(RECORDS FOR THIS TASK Opens)

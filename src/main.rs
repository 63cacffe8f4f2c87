#![allow(missing_docs)]

//! Oraculo binary: bootstrap and CLI entrypoints.
//!
//! Builds every client once at startup with explicit dependencies (shared
//! HTTP client, credentials, config values), wires them into the intent
//! registry and hands the registry to the dispatcher. No global state.

use std::sync::Arc;
use std::time::Duration;

use anyhow::{Context, Result};
use clap::{Parser, Subcommand};
use tracing::{info, warn};

use oraculo::adapters::stdio;
use oraculo::config::GatewayConfig;
use oraculo::credentials::{self, Credentials};
use oraculo::dispatch::{Dispatcher, IntentRegistry};
use oraculo::integrations::ga4::{self, Ga4Client};
use oraculo::integrations::search_console::{self, SearchConsoleClient};
use oraculo::integrations::sheets::{self, SheetsClient};
use oraculo::integrations::trello::{self, TrelloClient};
use oraculo::integrations::youtube::{self, YouTubeClient};
use oraculo::logging;
use oraculo::providers::anthropic::AnthropicProvider;

#[derive(Debug, Parser)]
#[command(name = "oraculo", version, about = "Natural-language analytics gateway")]
struct Cli {
    #[command(subcommand)]
    command: Command,
}

#[derive(Debug, Subcommand)]
enum Command {
    /// Serve line-delimited JSON-RPC requests over stdio.
    Serve,
    /// Answer a single question and print the result envelope as JSON.
    Ask {
        /// The question text (words are joined with spaces).
        question: Vec<String>,
    },
    /// List the registered query intents and their parameters.
    Intents,
}

#[tokio::main]
async fn main() -> Result<()> {
    let cli = Cli::parse();
    let config = GatewayConfig::load().context("failed to load configuration")?;

    match cli.command {
        Command::Serve => {
            let runtime_dir = credentials::runtime_dir()?;
            let _guard = logging::init_serve(&runtime_dir.join("logs"))?;
            info!(version = env!("CARGO_PKG_VERSION"), "oraculo starting");

            let dispatcher = build_dispatcher(&config)?;
            stdio::serve(&dispatcher).await
        }
        Command::Ask { question } => {
            logging::init_cli();
            let question = question.join(" ");
            if question.trim().is_empty() {
                anyhow::bail!("empty question");
            }

            let dispatcher = build_dispatcher(&config)?;
            let envelope = dispatcher.handle(&question).await?;
            println!("{}", serde_json::to_string_pretty(&envelope)?);
            Ok(())
        }
        Command::Intents => {
            logging::init_cli();
            // Listing needs no LLM key: build only the registry.
            let creds = load_runtime_credentials().unwrap_or_default();
            let client = build_http_client(&config)?;
            let registry = build_registry(&config, &creds, &client);
            println!("{}", registry.catalog());
            Ok(())
        }
    }
}

/// Load credentials from `~/.oraculo/.env` merged under the process env.
fn load_runtime_credentials() -> Result<Credentials> {
    let dir = credentials::runtime_dir()?;
    credentials::load_credentials(&dir.join(".env"))
}

/// Build the shared HTTP client carrying the per-call timeout.
fn build_http_client(config: &GatewayConfig) -> Result<reqwest::Client> {
    reqwest::Client::builder()
        .timeout(Duration::from_secs(config.gateway.request_timeout_secs))
        .build()
        .context("failed to build HTTP client")
}

/// Wire every integration into a fresh registry.
fn build_registry(
    config: &GatewayConfig,
    creds: &Credentials,
    client: &reqwest::Client,
) -> IntentRegistry {
    let max_rows = config.gateway.max_rows;
    let google_token = creds
        .get(credentials::GOOGLE_ACCESS_TOKEN)
        .map(ToOwned::to_owned);
    if google_token.is_none() {
        warn!("GOOGLE_ACCESS_TOKEN not set; analytics, search and spreadsheet queries will fail at call time");
    }

    let mut registry = IntentRegistry::new();

    ga4::register(
        &mut registry,
        Arc::new(Ga4Client::new(
            client.clone(),
            google_token.clone(),
            config.analytics.property_id.clone(),
            max_rows,
        )),
    );

    search_console::register(
        &mut registry,
        Arc::new(SearchConsoleClient::new(
            client.clone(),
            google_token.clone(),
            config.search.site_url.clone(),
            max_rows,
        )),
    );

    youtube::register(
        &mut registry,
        Arc::new(YouTubeClient::new(
            client.clone(),
            creds
                .get(credentials::YOUTUBE_API_KEY)
                .map(ToOwned::to_owned),
            max_rows,
        )),
    );

    sheets::register(
        &mut registry,
        Arc::new(SheetsClient::new(
            client.clone(),
            google_token,
            config.sheets.share_email.clone(),
            max_rows,
        )),
    );

    trello::register(
        &mut registry,
        Arc::new(TrelloClient::new(
            client.clone(),
            creds.get(credentials::TRELLO_API_KEY).map(ToOwned::to_owned),
            creds.get(credentials::TRELLO_TOKEN).map(ToOwned::to_owned),
            max_rows,
        )),
    );

    info!(intents = registry.len(), "intent registry initialised");
    registry
}

/// Build the full dispatcher: provider, registry, config.
fn build_dispatcher(config: &GatewayConfig) -> Result<Dispatcher> {
    let creds = load_runtime_credentials()?;
    let client = build_http_client(config)?;

    let api_key = creds
        .require(credentials::ANTHROPIC_API_KEY)
        .context("the gateway needs an LLM key to classify questions")?;
    let provider = Arc::new(AnthropicProvider::new(
        client.clone(),
        api_key,
        config.llm.model.clone(),
    ));

    let registry = build_registry(config, &creds, &client);

    Ok(Dispatcher::new(
        provider,
        registry,
        config.llm.clone(),
        config.gateway.narrate,
    ))
}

(RECORDS FOR THIS TASK Closes)

▶ [YOUR TASK]: Reproduce the material in full, with no word added or dropped.

▶ [YOUR RESPONSE]:
filename src/main.rs
repository 63cacffe8f4f2c87
#![allow(missing_docs)]

//! Oraculo binary: bootstrap and CLI entrypoints.
//!
//! Builds every client once at startup with explicit dependencies (shared
//! HTTP client, credentials, config values), wires them into the intent
//! registry and hands the registry to the dispatcher. No global state.

use std::sync::Arc;
use std::time::Duration;

use anyhow::{Context, Result};
use clap::{Parser, Subcommand};
use tracing::{info, warn};

use oraculo::adapters::stdio;
use oraculo::config::GatewayConfig;
use oraculo::credentials::{self, Credentials};
use oraculo::dispatch::{Dispatcher, IntentRegistry};
use oraculo::integrations::ga4::{self, Ga4Client};
use oraculo::integrations::search_console::{self, SearchConsoleClient};
use oraculo::integrations::sheets::{self, SheetsClient};
use oraculo::integrations::trello::{self, TrelloClient};
use oraculo::integrations::youtube::{self, YouTubeClient};
use oraculo::logging;
use oraculo::providers::anthropic::AnthropicProvider;

#[derive(Debug, Parser)]
#[command(name = "oraculo", version, about = "Natural-language analytics gateway")]
struct Cli {
    #[command(subcommand)]
    command: Command,
}

#[derive(Debug, Subcommand)]
enum Command {
    /// Serve line-delimited JSON-RPC requests over stdio.
    Serve,
    /// Answer a single question and print the result envelope as JSON.
    Ask {
        /// The question text (words are joined with spaces).
        question: Vec<String>,
    },
    /// List the registered query intents and their parameters.
    Intents,
}

#[tokio::main]
async fn main() -> Result<()> {
    let cli = Cli::parse();
    let config = GatewayConfig::load().context("failed to load configuration")?;

    match cli.command {
        Command::Serve => {
            let runtime_dir = credentials::runtime_dir()?;
            let _guard = logging::init_serve(&runtime_dir.join("logs"))?;
            info!(version = env!("CARGO_PKG_VERSION"), "oraculo starting");

            let dispatcher = build_dispatcher(&config)?;
            stdio::serve(&dispatcher).await
        }
        Command::Ask { question } => {
            logging::init_cli();
            let question = question.join(" ");
            if question.trim().is_empty() {
                anyhow::bail!("empty question");
            }

            let dispatcher = build_dispatcher(&config)?;
            let envelope = dispatcher.handle(&question).await?;
            println!("{}", serde_json::to_string_pretty(&envelope)?);
            Ok(())
        }
        Command::Intents => {
            logging::init_cli();
            // Listing needs no LLM key: build only the registry.
            let creds = load_runtime_credentials().unwrap_or_default();
            let client = build_http_client(&config)?;
            let registry = build_registry(&config, &creds, &client);
            println!("{}", registry.catalog());
            Ok(())
        }
    }
}

/// Load credentials from `~/.oraculo/.env` merged under the process env.
fn load_runtime_credentials() -> Result<Credentials> {
    let dir = credentials::runtime_dir()?;
    credentials::load_credentials(&dir.join(".env"))
}

/// Build the shared HTTP client carrying the per-call timeout.
fn build_http_client(config: &GatewayConfig) -> Result<reqwest::Client> {
    reqwest::Client::builder()
        .timeout(Duration::from_secs(config.gateway.request_timeout_secs))
        .build()
        .context("failed to build HTTP client")
}

/// Wire every integration into a fresh registry.
fn build_registry(
    config: &GatewayConfig,
    creds: &Credentials,
    client: &reqwest::Client,
) -> IntentRegistry {
    let max_rows = config.gateway.max_rows;
    let google_token = creds
        .get(credentials::GOOGLE_ACCESS_TOKEN)
        .map(ToOwned::to_owned);
    if google_token.is_none() {
        warn!("GOOGLE_ACCESS_TOKEN not set; analytics, search and spreadsheet queries will fail at call time");
    }

    let mut registry = IntentRegistry::new();

    ga4::register(
        &mut registry,
        Arc::new(Ga4Client::new(
            client.clone(),
            google_token.clone(),
            config.analytics.property_id.clone(),
            max_rows,
        )),
    );

    search_console::register(
        &mut registry,
        Arc::new(SearchConsoleClient::new(
            client.clone(),
            google_token.clone(),
            config.search.site_url.clone(),
            max_rows,
        )),
    );

    youtube::register(
        &mut registry,
        Arc::new(YouTubeClient::new(
            client.clone(),
            creds
                .get(credentials::YOUTUBE_API_KEY)
                .map(ToOwned::to_owned),
            max_rows,
        )),
    );

    sheets::register(
        &mut registry,
        Arc::new(SheetsClient::new(
            client.clone(),
            google_token,
            config.sheets.share_email.clone(),
            max_rows,
        )),
    );

    trello::register(
        &mut registry,
        Arc::new(TrelloClient::new(
            client.clone(),
            creds.get(credentials::TRELLO_API_KEY).map(ToOwned::to_owned),
            creds.get(credentials::TRELLO_TOKEN).map(ToOwned::to_owned),
            max_rows,
        )),
    );

    info!(intents = registry.len(), "intent registry initialised");
    registry
}

/// Build the full dispatcher: provider, registry, config.
fn build_dispatcher(config: &GatewayConfig) -> Result<Dispatcher> {
    let creds = load_runtime_credentials()?;
    let client = build_http_client(config)?;

    let api_key = creds
        .require(credentials::ANTHROPIC_API_KEY)
        .context("the gateway needs an LLM key to classify questions")?;
    let provider = Arc::new(AnthropicProvider::new(
        client.clone(),
        api_key,
        config.llm.model.clone(),
    ));

    let registry = build_registry(config, &creds, &client);

    Ok(Dispatcher::new(
        provider,
        registry,
        config.llm.clone(),
        config.gateway.narrate,
    ))
}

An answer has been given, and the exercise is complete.